Pero estas historias de éxito no reflejan la verdadera situación de una inmensa mayoría de científicos, al menos en España. Trabajos precarios, ahora aquí ahora allá, mal pagados, con escaso o nulo reconocimiento, a veces ni siquiera en sus propios círculos. Años de indiferencia, cuando no de ostracismo, salpicados con algún éxito ocasional: una publicación en una revista importante, una invitación para dar una conferencia en el extranjero o una cita inesperada de un reconocidísimo investigador. Es cierto que hoy en día casi nadie está a salvo de estas situaciones, pero los científicos, en particular los jóvenes investigadores, se llevan la palma. Nada que ver con la carrera profesional de sus compañeros de estudios que se dedicaron a otros menesteres. Ojalá lo sucedido en el 2020 sirva para cambiar este estado de cosas. No es de recibo que el gasto en I+D en España siga tan por debajo del 2%, a la cola de Europa. Los fondos europeos deberían servir también para reparar esta situación.

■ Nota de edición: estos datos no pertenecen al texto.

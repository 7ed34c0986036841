use sqlx::PgPool;

use crate::db::models::User;
use crate::db::types::UserRole;

const COLUMNS: &str = "\
    id, email, hashed_password, full_name, role, is_active, created_at, updated_at";

pub(crate) async fn find_by_id(pool: &PgPool, id: &str) -> Result<Option<User>, sqlx::Error> {
    sqlx::query_as::<_, User>(&format!("SELECT {COLUMNS} FROM users WHERE id = $1"))
        .bind(id)
        .fetch_optional(pool)
        .await
}

pub(crate) async fn find_by_email(
    pool: &PgPool,
    email: &str,
) -> Result<Option<User>, sqlx::Error> {
    sqlx::query_as::<_, User>(&format!("SELECT {COLUMNS} FROM users WHERE email = $1"))
        .bind(email.to_lowercase())
        .fetch_optional(pool)
        .await
}

pub(crate) async fn exists_by_email(
    pool: &PgPool,
    email: &str,
) -> Result<Option<String>, sqlx::Error> {
    sqlx::query_scalar::<_, String>("SELECT id FROM users WHERE email = $1")
        .bind(email.to_lowercase())
        .fetch_optional(pool)
        .await
}

pub(crate) struct CreateUser<'a> {
    pub(crate) id: &'a str,
    pub(crate) email: &'a str,
    pub(crate) hashed_password: String,
    pub(crate) full_name: Option<&'a str>,
    pub(crate) role: UserRole,
    pub(crate) is_active: bool,
    pub(crate) created_at: time::PrimitiveDateTime,
    pub(crate) updated_at: time::PrimitiveDateTime,
}

pub(crate) async fn create(pool: &PgPool, params: CreateUser<'_>) -> Result<User, sqlx::Error> {
    sqlx::query_as::<_, User>(&format!(
        "INSERT INTO users (
            id, email, hashed_password, full_name, role, is_active, created_at, updated_at
        ) VALUES ($1,$2,$3,$4,$5,$6,$7,$8)
        RETURNING {COLUMNS}",
    ))
    .bind(params.id)
    .bind(params.email.to_lowercase())
    .bind(params.hashed_password)
    .bind(params.full_name)
    .bind(params.role)
    .bind(params.is_active)
    .bind(params.created_at)
    .bind(params.updated_at)
    .fetch_one(pool)
    .await
}

pub(crate) async fn list_by_role(
    pool: &PgPool,
    role: UserRole,
    skip: i64,
    limit: i64,
) -> Result<Vec<User>, sqlx::Error> {
    sqlx::query_as::<_, User>(&format!(
        "SELECT {COLUMNS} FROM users WHERE role = $1 ORDER BY created_at OFFSET $2 LIMIT $3"
    ))
    .bind(role)
    .bind(skip.max(0))
    .bind(limit.clamp(1, 1000))
    .fetch_all(pool)
    .await
}

pub(crate) async fn count_by_role(pool: &PgPool, role: UserRole) -> Result<i64, sqlx::Error> {
    sqlx::query_scalar("SELECT COUNT(*) FROM users WHERE role = $1")
        .bind(role)
        .fetch_one(pool)
        .await
}

pub(crate) async fn update_password(
    pool: &PgPool,
    id: &str,
    hashed_password: String,
    updated_at: time::PrimitiveDateTime,
) -> Result<(), sqlx::Error> {
    sqlx::query("UPDATE users SET hashed_password = $1, updated_at = $2 WHERE id = $3")
        .bind(hashed_password)
        .bind(updated_at)
        .bind(id)
        .execute(pool)
        .await?;
    Ok(())
}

Se ha ido un año aciago, un año como ningún otro. Para muchos de nosotros será difícil dejar atrás un 2020 lleno de preocupaciones, de incertidumbres, de tensión, de rabia en algunos casos. Y de enorme tristeza y dolor para todos aquellos que han perdido a sus seres queridos. Ni los indicadores epidemiológicos, ni las cifras macroeconómicas, ni las encuestas del CIS, sirven para describir un año que, se mire por donde se mire, ha sido espantoso. Y sin embargo, también hemos visto algunos destellos de luz. Destellos que, con la llegada de las vacunas, se han convertido en un fulgor que, aunque tenue, ha servido para alumbrar el año con nuevas esperanzas. Continuaremos un cierto tiempo en manos de la covid-19, sí, pero de otra manera, sabiendo que ya queda menos para el final del camino. ¡Gracias, Dra. Karikó!